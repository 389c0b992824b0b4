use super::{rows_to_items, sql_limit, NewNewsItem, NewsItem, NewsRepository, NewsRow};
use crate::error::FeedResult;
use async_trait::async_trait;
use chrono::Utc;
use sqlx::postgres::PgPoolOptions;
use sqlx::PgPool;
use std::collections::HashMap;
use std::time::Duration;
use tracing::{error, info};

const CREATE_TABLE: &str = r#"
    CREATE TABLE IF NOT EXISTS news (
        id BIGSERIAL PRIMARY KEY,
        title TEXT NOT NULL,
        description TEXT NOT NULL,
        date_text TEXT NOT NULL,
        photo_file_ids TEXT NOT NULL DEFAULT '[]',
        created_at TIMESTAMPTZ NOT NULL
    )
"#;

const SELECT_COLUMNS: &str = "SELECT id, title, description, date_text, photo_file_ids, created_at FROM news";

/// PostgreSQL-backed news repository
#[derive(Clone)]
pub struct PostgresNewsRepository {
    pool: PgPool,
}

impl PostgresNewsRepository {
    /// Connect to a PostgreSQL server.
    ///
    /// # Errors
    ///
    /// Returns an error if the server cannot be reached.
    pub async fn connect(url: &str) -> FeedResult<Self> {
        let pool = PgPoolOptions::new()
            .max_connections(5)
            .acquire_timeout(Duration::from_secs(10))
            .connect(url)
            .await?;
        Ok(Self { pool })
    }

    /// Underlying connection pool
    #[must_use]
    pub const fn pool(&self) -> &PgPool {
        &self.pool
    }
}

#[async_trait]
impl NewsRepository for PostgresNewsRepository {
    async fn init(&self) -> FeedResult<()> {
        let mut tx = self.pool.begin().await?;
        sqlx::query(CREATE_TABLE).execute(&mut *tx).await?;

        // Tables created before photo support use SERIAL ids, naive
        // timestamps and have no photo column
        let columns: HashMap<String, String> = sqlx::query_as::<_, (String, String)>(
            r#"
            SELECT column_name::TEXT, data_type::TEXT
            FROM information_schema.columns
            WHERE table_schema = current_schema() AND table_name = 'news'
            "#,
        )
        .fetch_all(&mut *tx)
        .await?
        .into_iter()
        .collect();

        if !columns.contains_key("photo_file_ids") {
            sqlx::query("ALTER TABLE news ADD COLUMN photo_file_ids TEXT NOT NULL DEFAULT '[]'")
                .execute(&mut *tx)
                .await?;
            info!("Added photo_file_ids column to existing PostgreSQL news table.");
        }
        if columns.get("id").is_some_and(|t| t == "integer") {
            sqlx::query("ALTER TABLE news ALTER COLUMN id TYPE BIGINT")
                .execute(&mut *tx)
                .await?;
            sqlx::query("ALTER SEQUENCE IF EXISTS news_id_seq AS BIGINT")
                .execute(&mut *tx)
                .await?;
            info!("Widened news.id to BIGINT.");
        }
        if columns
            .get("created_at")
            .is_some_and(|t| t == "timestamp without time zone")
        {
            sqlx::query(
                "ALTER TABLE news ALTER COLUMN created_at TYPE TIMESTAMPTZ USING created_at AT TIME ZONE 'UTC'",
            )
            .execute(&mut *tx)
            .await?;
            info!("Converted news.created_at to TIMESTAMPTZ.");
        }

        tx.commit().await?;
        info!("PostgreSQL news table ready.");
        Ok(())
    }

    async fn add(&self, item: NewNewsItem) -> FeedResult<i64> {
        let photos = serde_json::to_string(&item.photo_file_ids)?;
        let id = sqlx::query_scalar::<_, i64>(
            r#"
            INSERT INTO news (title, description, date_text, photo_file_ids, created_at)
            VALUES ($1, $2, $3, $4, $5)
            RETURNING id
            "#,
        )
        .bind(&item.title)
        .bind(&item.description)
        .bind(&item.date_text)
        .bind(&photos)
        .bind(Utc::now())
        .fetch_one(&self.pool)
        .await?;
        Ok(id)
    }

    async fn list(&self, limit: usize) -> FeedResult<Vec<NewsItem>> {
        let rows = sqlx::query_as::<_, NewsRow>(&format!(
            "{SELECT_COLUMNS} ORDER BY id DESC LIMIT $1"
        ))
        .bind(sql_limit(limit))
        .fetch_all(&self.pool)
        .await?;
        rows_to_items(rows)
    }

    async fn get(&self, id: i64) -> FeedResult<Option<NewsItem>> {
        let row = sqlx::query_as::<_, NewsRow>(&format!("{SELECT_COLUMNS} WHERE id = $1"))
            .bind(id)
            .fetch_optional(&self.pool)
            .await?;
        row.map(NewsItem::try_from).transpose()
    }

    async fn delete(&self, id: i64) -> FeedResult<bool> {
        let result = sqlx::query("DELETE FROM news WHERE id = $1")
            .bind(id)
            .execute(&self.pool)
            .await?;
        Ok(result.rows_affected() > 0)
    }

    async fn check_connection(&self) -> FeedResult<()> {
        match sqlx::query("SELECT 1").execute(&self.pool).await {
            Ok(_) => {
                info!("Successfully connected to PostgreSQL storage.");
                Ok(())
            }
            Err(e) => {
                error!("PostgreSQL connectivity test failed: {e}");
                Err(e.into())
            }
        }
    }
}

=======

**What needs to be done**
Nothing in the data above should change. Please copy it all.

**Written response**
repository 389c0b992824b0b4
use super::{rows_to_items, sql_limit, NewNewsItem, NewsItem, NewsRepository, NewsRow};
use crate::error::FeedResult;
use async_trait::async_trait;
use chrono::Utc;
use sqlx::postgres::PgPoolOptions;
use sqlx::PgPool;
use std::collections::HashMap;
use std::time::Duration;
use tracing::{error, info};

const CREATE_TABLE: &str = r#"
    CREATE TABLE IF NOT EXISTS news (
        id BIGSERIAL PRIMARY KEY,
        title TEXT NOT NULL,
        description TEXT NOT NULL,
        date_text TEXT NOT NULL,
        photo_file_ids TEXT NOT NULL DEFAULT '[]',
        created_at TIMESTAMPTZ NOT NULL
    )
"#;

const SELECT_COLUMNS: &str = "SELECT id, title, description, date_text, photo_file_ids, created_at FROM news";

/// PostgreSQL-backed news repository
#[derive(Clone)]
pub struct PostgresNewsRepository {
    pool: PgPool,
}

impl PostgresNewsRepository {
    /// Connect to a PostgreSQL server.
    ///
    /// # Errors
    ///
    /// Returns an error if the server cannot be reached.
    pub async fn connect(url: &str) -> FeedResult<Self> {
        let pool = PgPoolOptions::new()
            .max_connections(5)
            .acquire_timeout(Duration::from_secs(10))
            .connect(url)
            .await?;
        Ok(Self { pool })
    }

    /// Underlying connection pool
    #[must_use]
    pub const fn pool(&self) -> &PgPool {
        &self.pool
    }
}

#[async_trait]
impl NewsRepository for PostgresNewsRepository {
    async fn init(&self) -> FeedResult<()> {
        let mut tx = self.pool.begin().await?;
        sqlx::query(CREATE_TABLE).execute(&mut *tx).await?;

        // Tables created before photo support use SERIAL ids, naive
        // timestamps and have no photo column
        let columns: HashMap<String, String> = sqlx::query_as::<_, (String, String)>(
            r#"
            SELECT column_name::TEXT, data_type::TEXT
            FROM information_schema.columns
            WHERE table_schema = current_schema() AND table_name = 'news'
            "#,
        )
        .fetch_all(&mut *tx)
        .await?
        .into_iter()
        .collect();

        if !columns.contains_key("photo_file_ids") {
            sqlx::query("ALTER TABLE news ADD COLUMN photo_file_ids TEXT NOT NULL DEFAULT '[]'")
                .execute(&mut *tx)
                .await?;
            info!("Added photo_file_ids column to existing PostgreSQL news table.");
        }
        if columns.get("id").is_some_and(|t| t == "integer") {
            sqlx::query("ALTER TABLE news ALTER COLUMN id TYPE BIGINT")
                .execute(&mut *tx)
                .await?;
            sqlx::query("ALTER SEQUENCE IF EXISTS news_id_seq AS BIGINT")
                .execute(&mut *tx)
                .await?;
            info!("Widened news.id to BIGINT.");
        }
        if columns
            .get("created_at")
            .is_some_and(|t| t == "timestamp without time zone")
        {
            sqlx::query(
                "ALTER TABLE news ALTER COLUMN created_at TYPE TIMESTAMPTZ USING created_at AT TIME ZONE 'UTC'",
            )
            .execute(&mut *tx)
            .await?;
            info!("Converted news.created_at to TIMESTAMPTZ.");
        }

        tx.commit().await?;
        info!("PostgreSQL news table ready.");
        Ok(())
    }

    async fn add(&self, item: NewNewsItem) -> FeedResult<i64> {
        let photos = serde_json::to_string(&item.photo_file_ids)?;
        let id = sqlx::query_scalar::<_, i64>(
            r#"
            INSERT INTO news (title, description, date_text, photo_file_ids, created_at)
            VALUES ($1, $2, $3, $4, $5)
            RETURNING id
            "#,
        )
        .bind(&item.title)
        .bind(&item.description)
        .bind(&item.date_text)
        .bind(&photos)
        .bind(Utc::now())
        .fetch_one(&self.pool)
        .await?;
        Ok(id)
    }

    async fn list(&self, limit: usize) -> FeedResult<Vec<NewsItem>> {
        let rows = sqlx::query_as::<_, NewsRow>(&format!(
            "{SELECT_COLUMNS} ORDER BY id DESC LIMIT $1"
        ))
        .bind(sql_limit(limit))
        .fetch_all(&self.pool)
        .await?;
        rows_to_items(rows)
    }

    async fn get(&self, id: i64) -> FeedResult<Option<NewsItem>> {
        let row = sqlx::query_as::<_, NewsRow>(&format!("{SELECT_COLUMNS} WHERE id = $1"))
            .bind(id)
            .fetch_optional(&self.pool)
            .await?;
        row.map(NewsItem::try_from).transpose()
    }

    async fn delete(&self, id: i64) -> FeedResult<bool> {
        let result = sqlx::query("DELETE FROM news WHERE id = $1")
            .bind(id)
            .execute(&self.pool)
            .await?;
        Ok(result.rows_affected() > 0)
    }

    async fn check_connection(&self) -> FeedResult<()> {
        match sqlx::query("SELECT 1").execute(&self.pool).await {
            Ok(_) => {
                info!("Successfully connected to PostgreSQL storage.");
                Ok(())
            }
            Err(e) => {
                error!("PostgreSQL connectivity test failed: {e}");
                Err(e.into())
            }
        }
    }
}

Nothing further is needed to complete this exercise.